> _Extracted records_:
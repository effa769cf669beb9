use gatekeeper::config::GatekeeperConfig;
use gatekeeper::error::CoordinationError;
use gatekeeper::lock::{DistributedLock, LockConfig};
use gatekeeper::observability::{Component, MemoryEventSink, Outcome};
use gatekeeper::rate_limit::{RateLimitConfig, RateLimiter};
use gatekeeper::retry::{RetryExecutor, RetryPolicy, TransientCoordinationErrors};
use gatekeeper::store::{self, CoordinationStore, InMemoryStore, StoreConfig};
use gatekeeper::time::{ManualTimeProvider, TimeProvider};
use gatekeeper::{CircuitBreakerRegistry, CircuitState};
use std::sync::Arc;
use std::time::Duration;
use tokio_util::sync::CancellationToken;

const START_MS: u64 = 1_700_000_000_000;

/// Store and clock shared by every instance in a test, standing in for
/// several processes talking to one backend
fn shared_backend() -> (Arc<InMemoryStore>, Arc<ManualTimeProvider>) {
    let clock = Arc::new(ManualTimeProvider::new(START_MS));
    let store = Arc::new(InMemoryStore::with_clock(clock.clone()));
    (store, clock)
}

fn limiter(
    store: &Arc<InMemoryStore>,
    clock: &Arc<ManualTimeProvider>,
    config: RateLimitConfig,
) -> RateLimiter<InMemoryStore> {
    RateLimiter::new(store.clone(), config)
        .unwrap()
        .with_clock(clock.clone())
}

#[tokio::test]
async fn test_token_bucket_burst_then_refill() {
    let (store, clock) = shared_backend();
    let limiter = limiter(&store, &clock, RateLimitConfig::token_bucket(5, 1.0));
    let cancel = CancellationToken::new();

    for i in 0..5 {
        let decision = limiter.allow("user:1", &cancel).await.unwrap();
        assert!(decision.allowed, "call {} should be allowed", i + 1);
        assert_eq!(decision.remaining, 4 - i);
    }

    let denied = limiter.allow("user:1", &cancel).await.unwrap();
    assert!(!denied.allowed);
    assert_eq!(denied.retry_after, Duration::from_secs(1));

    clock.advance(Duration::from_secs(1));
    assert!(limiter.allow("user:1", &cancel).await.unwrap().allowed);
    assert!(!limiter.allow("user:1", &cancel).await.unwrap().allowed);
}

#[tokio::test]
async fn test_sliding_window_has_no_boundary_burst() {
    let (store, clock) = shared_backend();
    let limiter = limiter(&store, &clock, RateLimitConfig::sliding_window_log(3, 1));
    let cancel = CancellationToken::new();

    for offset in [0, 250, 500] {
        clock.set_ms(START_MS + offset);
        assert!(limiter.allow("ip:10.0.0.1", &cancel).await.unwrap().allowed);
    }

    clock.set_ms(START_MS + 999);
    let denied = limiter.allow("ip:10.0.0.1", &cancel).await.unwrap();
    assert!(!denied.allowed);
    assert_eq!(denied.retry_after, Duration::from_millis(1));

    // The call at 0ms leaves the window; the one at 250ms is still in it
    clock.set_ms(START_MS + 1_000);
    assert!(limiter.allow("ip:10.0.0.1", &cancel).await.unwrap().allowed);
    assert!(!limiter.allow("ip:10.0.0.1", &cancel).await.unwrap().allowed);
}

#[tokio::test]
async fn test_fixed_window_resets_at_boundary() {
    let (store, clock) = shared_backend();
    let limiter = limiter(&store, &clock, RateLimitConfig::fixed_window(2, 10));
    let cancel = CancellationToken::new();

    clock.set_ms(START_MS + 4_000);
    assert!(limiter.allow("tenant:a", &cancel).await.unwrap().allowed);
    assert!(limiter.allow("tenant:a", &cancel).await.unwrap().allowed);

    let denied = limiter.allow("tenant:a", &cancel).await.unwrap();
    assert!(!denied.allowed);
    assert_eq!(denied.retry_after, Duration::from_secs(6));

    clock.set_ms(START_MS + 10_000);
    assert!(limiter.allow("tenant:a", &cancel).await.unwrap().allowed);
}

#[tokio::test]
async fn test_limiters_sharing_a_store_share_the_quota() {
    let (store, clock) = shared_backend();
    let config = RateLimitConfig::sliding_window_log(4, 60);
    let first = limiter(&store, &clock, config.clone());
    let second = limiter(&store, &clock, config);
    let cancel = CancellationToken::new();

    let calls = (0..10).map(|i| {
        let limiter = if i % 2 == 0 { &first } else { &second };
        let cancel = &cancel;
        async move { limiter.allow("api-key:42", cancel).await.unwrap().allowed }
    });
    let results = futures::future::join_all(calls).await;

    assert_eq!(results.iter().filter(|allowed| **allowed).count(), 4);
}

#[tokio::test]
async fn test_admit_surfaces_limit_exceeded() {
    let (store, clock) = shared_backend();
    let limiter = limiter(&store, &clock, RateLimitConfig::fixed_window(1, 1));
    let cancel = CancellationToken::new();

    limiter.admit("job:7", &cancel).await.unwrap();
    match limiter.admit("job:7", &cancel).await.unwrap_err() {
        CoordinationError::LimitExceeded {
            subject,
            retry_after,
        } => {
            assert_eq!(subject, "job:7");
            assert_eq!(retry_after, Duration::from_secs(1));
        }
        other => panic!("expected LimitExceeded, got {:?}", other),
    }
}

#[tokio::test(flavor = "multi_thread", worker_threads = 4)]
async fn test_lock_mutual_exclusion() {
    let (store, clock) = shared_backend();

    // Each task is a separate client racing for the same resource
    let attempts: Vec<_> = (0..10)
        .map(|_| {
            let lock = DistributedLock::new(store.clone(), LockConfig::default())
                .unwrap()
                .with_clock(clock.clone());
            tokio::spawn(async move {
                let cancel = CancellationToken::new();
                let handle = lock
                    .acquire("reindex", Duration::from_secs(30), &cancel)
                    .await
                    .unwrap();
                (lock, handle)
            })
        })
        .collect();

    let mut holders = Vec::new();
    for attempt in futures::future::join_all(attempts).await {
        let (lock, handle) = attempt.unwrap();
        if let Some(handle) = handle {
            holders.push((lock, handle));
        }
    }
    assert_eq!(holders.len(), 1);

    // Released lock can be taken again by another client
    let cancel = CancellationToken::new();
    let (owner, handle) = holders.pop().unwrap();
    assert!(owner.release(&handle, &cancel).await.unwrap());

    let other = DistributedLock::new(store, LockConfig::default())
        .unwrap()
        .with_clock(clock);
    assert!(other
        .acquire("reindex", Duration::from_secs(30), &cancel)
        .await
        .unwrap()
        .is_some());
}

#[tokio::test]
async fn test_purge_task_bounds_fixed_window_keys() {
    let (store, clock) = shared_backend();
    let limiter = limiter(&store, &clock, RateLimitConfig::fixed_window(10, 1));
    let purge = store.spawn_purge_task(Duration::from_millis(5));
    let cancel = CancellationToken::new();

    // Every window writes a new key that is never read again
    for window in 1..=1_000 {
        assert!(limiter.allow("tenant:a", &cancel).await.unwrap().allowed);
        clock.advance(Duration::from_secs(1));

        if window % 100 == 0 {
            tokio::time::sleep(Duration::from_millis(30)).await;
            assert!(store.len() <= 1, "{} keys after {} windows", store.len(), window);
        }
    }

    purge.cancel();
}

#[tokio::test]
async fn test_stale_holder_cannot_release_new_lock() {
    let (store, clock) = shared_backend();
    let sink = Arc::new(MemoryEventSink::new());
    let lock = DistributedLock::new(store, LockConfig::default())
        .unwrap()
        .with_clock(clock.clone())
        .with_event_sink(sink.clone());
    let cancel = CancellationToken::new();

    let stale = lock
        .acquire("migrations", Duration::from_millis(100), &cancel)
        .await
        .unwrap()
        .unwrap();

    clock.advance(Duration::from_millis(150));
    assert!(stale.is_expired(clock.now_ms()));

    let current = lock
        .acquire("migrations", Duration::from_secs(10), &cancel)
        .await
        .unwrap()
        .unwrap();
    assert_ne!(stale.fencing_token(), current.fencing_token());

    // The expired holder neither releases nor extends the new owner's lock
    assert!(!lock.release(&stale, &cancel).await.unwrap());
    let mut stale = stale;
    assert!(!lock
        .extend(&mut stale, Duration::from_secs(10), &cancel)
        .await
        .unwrap());
    assert!(lock
        .acquire("migrations", Duration::from_secs(10), &cancel)
        .await
        .unwrap()
        .is_none());

    assert!(lock.release(&current, &cancel).await.unwrap());

    let outcomes = sink.outcomes(Component::DistributedLock);
    assert!(outcomes.contains(&Outcome::ReleaseRejected));
    assert!(outcomes.contains(&Outcome::ExtendRejected));
    assert_eq!(outcomes.last(), Some(&Outcome::Released));
}

#[tokio::test]
async fn test_retry_waits_out_rate_limit() {
    let store = Arc::new(InMemoryStore::new());
    let limiter = RateLimiter::new(store, RateLimitConfig::token_bucket(1, 20.0)).unwrap();
    let policy = RetryPolicy {
        max_attempts: 3,
        base_delay_ms: 80,
        max_delay_ms: 200,
        jitter_fraction: 0.0,
    };
    let retry = RetryExecutor::new(policy)
        .unwrap()
        .with_classifier(TransientCoordinationErrors);
    let cancel = CancellationToken::new();

    limiter.admit("worker", &cancel).await.unwrap();

    // Second call is limited, the retry after 80ms finds a refilled token
    let decision = retry
        .run(|| limiter.admit("worker", &cancel), &cancel)
        .await
        .unwrap();
    assert!(decision.allowed);
}

#[tokio::test]
async fn test_limited_and_guarded_call() {
    let (store, clock) = shared_backend();
    let limiter = limiter(&store, &clock, RateLimitConfig::fixed_window(3, 60));
    let registry = CircuitBreakerRegistry::new(Default::default())
        .unwrap()
        .with_clock(clock.clone());
    let cancel = CancellationToken::new();

    let mut served = 0;
    for _ in 0..5 {
        if !limiter.allow("partner", &cancel).await.unwrap().allowed {
            continue;
        }
        let response = registry
            .execute("partner-api", || async { Ok::<_, String>("200 OK") }, &cancel)
            .await
            .unwrap();
        assert_eq!(response, "200 OK");
        served += 1;
    }

    assert_eq!(served, 3);
    assert_eq!(registry.state("partner-api"), CircuitState::Closed);
    assert_eq!(
        registry.metrics("partner-api").unwrap().successful_requests,
        3
    );
}

#[tokio::test]
async fn test_components_from_config() {
    let yaml = r#"
rate_limiters:
  search:
    algorithm: fixed_window
    limit: 1
    window_secs: 60
lock:
  key_prefix: "jobs:lock"
"#;
    let config = GatekeeperConfig::from_yaml(yaml).unwrap();
    config.validate().unwrap();

    let store: Arc<dyn CoordinationStore> = store::connect(&StoreConfig::default()).await.unwrap();
    store.ping().await.unwrap();

    let limiter = config.rate_limiter("search", store.clone()).unwrap();
    let lock = config.distributed_lock(store).unwrap();
    let cancel = CancellationToken::new();

    assert!(limiter.allow("q", &cancel).await.unwrap().allowed);
    assert!(!limiter.allow("q", &cancel).await.unwrap().allowed);

    let handle = lock
        .acquire("nightly", lock.config().default_ttl(), &cancel)
        .await
        .unwrap()
        .unwrap();
    assert_eq!(handle.key(), "jobs:lock:nightly");
}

> _Instructions for the task_: In the material above, show every line where the word "current" turns up.

> _Answer space_:
    let current = lock
    assert_ne!(stale.fencing_token(), current.fencing_token());
    assert!(lock.release(&current, &cancel).await.unwrap());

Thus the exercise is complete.